Williams hopes emphasis on run game is for real
SPARTANBURG, S.C. -- Panthers running back DeAngelo Williams has heard coach Ron Rivera talk about returning to a traditional running game and using the running backs more in this year's offense.
Williams will believe it when he sees it.
Williams, Carolina's all-time leading rusher, said Friday the Panthers are spending a lot of time on the running game at training camp, but quickly added that's not unlike the last two summers when the Panthers stressed running the ball -- only to change course once the season began.
"The last two years I saw it in camp," Williams said. "I saw it in practice. I saw it all the way up until game time... and then we threw it more than we ran it."
The Panthers threw it 485 times last year and ran it 462.
And when they did run it, it was often quarterback Cam Newton carrying the ball. Newton led the team in rushing last season with 741 yards and eight touchdowns.
Williams hopes this year is different, and the Panthers stick with the run under new offensive coordinator Mike Shula, who was promoted from quarterbacks coach earlier this offseason.

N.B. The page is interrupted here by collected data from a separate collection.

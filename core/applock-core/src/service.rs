//! Single consumer for detector messages.
//!
//! Every detector publishes into one channel; `LockService` drains it on one
//! worker thread so decisions are evaluated in arrival order. Tests and the
//! replay CLI call [`LockService::pump`] instead of spawning the worker.

use crossbeam_channel::{Receiver, Sender};
use std::sync::{Arc, Mutex, MutexGuard};
use std::thread::{self, JoinHandle};

use crate::detectors::DetectorMessage;
use crate::engine::LockEngine;
use crate::error::{AppLockError, Result};
use crate::failover::FailoverController;
use crate::types::{BackendChoice, Decision};

struct Worker {
    stop_tx: Sender<()>,
    handle: JoinHandle<()>,
}

pub struct LockService {
    engine: Arc<LockEngine>,
    failover: Arc<FailoverController>,
    receiver: Receiver<DetectorMessage>,
    worker: Mutex<Option<Worker>>,
}

impl LockService {
    pub fn new(
        engine: Arc<LockEngine>,
        failover: Arc<FailoverController>,
        receiver: Receiver<DetectorMessage>,
    ) -> Self {
        Self {
            engine,
            failover,
            receiver,
            worker: Mutex::new(None),
        }
    }

    pub fn engine(&self) -> &Arc<LockEngine> {
        &self.engine
    }

    pub fn failover(&self) -> &Arc<FailoverController> {
        &self.failover
    }

    /// Handles one message. Returns the decision when an event was
    /// evaluated.
    pub fn dispatch(&self, message: DetectorMessage) -> Option<Decision> {
        match message {
            DetectorMessage::Detected(event) => {
                if !self.failover.should_evaluate(event.source) {
                    tracing::trace!(
                        package = %event.package_id,
                        source = %event.source,
                        "Deferring to active backend"
                    );
                    return None;
                }
                Some(self.engine.process(&event))
            }
            DetectorMessage::Failed { backend, reason } => {
                self.handle_failure(backend, &reason);
                None
            }
            DetectorMessage::LauncherResolved(package) => {
                self.engine.add_launcher(&package);
                None
            }
        }
    }

    /// Drains whatever is queued right now, synchronously.
    pub fn pump(&self) -> Vec<Decision> {
        let mut decisions = Vec::new();
        while let Ok(message) = self.receiver.try_recv() {
            if let Some(decision) = self.dispatch(message) {
                decisions.push(decision);
            }
        }
        decisions
    }

    fn handle_failure(&self, backend: BackendChoice, reason: &str) {
        match self.failover.on_backend_failed(backend, reason) {
            Ok(active) => tracing::info!(failed = %backend, active = %active, "Failover complete"),
            Err(err) => tracing::error!(failed = %backend, error = %err, "Failover failed"),
        }
    }

    /// Starts the backends and the consumer thread.
    pub fn start(self: &Arc<Self>) -> Result<BackendChoice> {
        self.spawn_worker()?;
        match self.failover.start() {
            Ok(active) => Ok(active),
            Err(err) => {
                self.shutdown();
                Err(err)
            }
        }
    }

    fn spawn_worker(self: &Arc<Self>) -> Result<()> {
        let mut worker = self.worker();
        if worker.is_some() {
            return Ok(());
        }

        let (stop_tx, stop_rx) = crossbeam_channel::bounded::<()>(1);
        let service = Arc::clone(self);
        let handle = thread::Builder::new()
            .name("applock-service".to_string())
            .spawn(move || {
                tracing::info!("Lock service worker started");
                loop {
                    crossbeam_channel::select! {
                        recv(stop_rx) -> _ => break,
                        recv(service.receiver) -> message => match message {
                            Ok(message) => {
                                service.dispatch(message);
                            }
                            Err(_) => {
                                tracing::info!("All detector senders dropped; worker stopping");
                                break;
                            }
                        },
                    }
                }
            })
            .map_err(|source| AppLockError::ThreadSpawn {
                name: "applock-service".to_string(),
                source,
            })?;

        *worker = Some(Worker { stop_tx, handle });
        Ok(())
    }

    /// Stops every detector, then the consumer thread.
    pub fn shutdown(&self) {
        self.failover.stop_all();
        let Some(Worker { stop_tx, handle }) = self.worker().take() else {
            return;
        };
        let _ = stop_tx.send(());
        if handle.join().is_err() {
            tracing::warn!("Lock service worker panicked");
        }
        tracing::info!("Lock service stopped");
    }

    fn worker(&self) -> MutexGuard<'_, Option<Worker>> {
        self.worker.lock().unwrap_or_else(|poisoned| poisoned.into_inner())
    }
}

"After the first two or three games we'll definitely know our identity as a team," Williams said.
Williams carried the ball a team-high 173 times last season, but has emphasized to coaches that he wants more action -- preferably more than 10.8 carries per game.
"He wants the ball," Rivera said.
Williams could wind up getting the bulk of carries early in the season depending on the how Jonathan Stewart recovers from surgery on both ankles. Stewart, the team's other go-to back, has missed all of training camp, but said he's hopeful to be ready for the season opener.
"We (as running backs) have always been involved in the running game, but I think we got away from it a few years ago," Williams said. "We got a new offensive coordinator so we're starting off with a clean slate. We'll see how it goes."
Panthers quarterback Cam Newton said he's noticed a sense of urgency from Williams this year.
"I think he wants it," Newton said. "For me I sense something in DeAngelo that I haven't seen before. He has that look in his eye like it's now or never. It's not panicked, (but) it's an intensity. He's like, the time is now for us."
Williams, who turned 30 in April, admits the clock is ticking on his own football mortality.
He took a pay cut this offseason -- which he declined to talk about -- so he could return to the Panthers and make a run at the Super Bowl.
"I think I'm more verbal on it because the clock's winding down for some of the older guys and this may be our last opportunity," Williams said. "We may have two or three more opportunities but like I told Cam, the time is now. ... We don't have to go home in December or January. We can go home in February."
The past couple of years have been tough for Williams.
Last year the Panthers made the decision to go with one primary ball carrier earlier in the season and chose Stewart over Williams to carry the load.
The news didn't sit well with Williams, but Rivera said he handled the demotion "like a true pro."
The move didn't last long however, as Stewart went down with an injury shortly afterward and Williams was reinserted into the starting lineup. He earned some vindication by rushing for a franchise-record 210 yards against the New Orleans Saints in last year's season finale, a 44-38 Carolina win.
"It bothered me a little bit that I didn't get the opportunities that I thought I should have gotten," Williams said. "That lasted for one game because as a team player you can't feel like that. If this is what it takes to win games, then this is what I'm willing to do."
Williams said that goes for this year, too.
"Each game is different," Williams said. "If it takes six carries to win the game then six carries. If it takes 15 or 20, then 15 or 20. In this league, these guys are big, strong and fast. Cardio comes into play when you lean on them. You get them down and you lean on them, third or fourth quarter comes around, that's when those holes start opening up."
NOTES: Defensive end Charles Johnson and Frank Alexander both left practice early Friday with stiffness in their backs. Wide receiver Domenik Hixon left practice early when he felt his hamstring tighten up.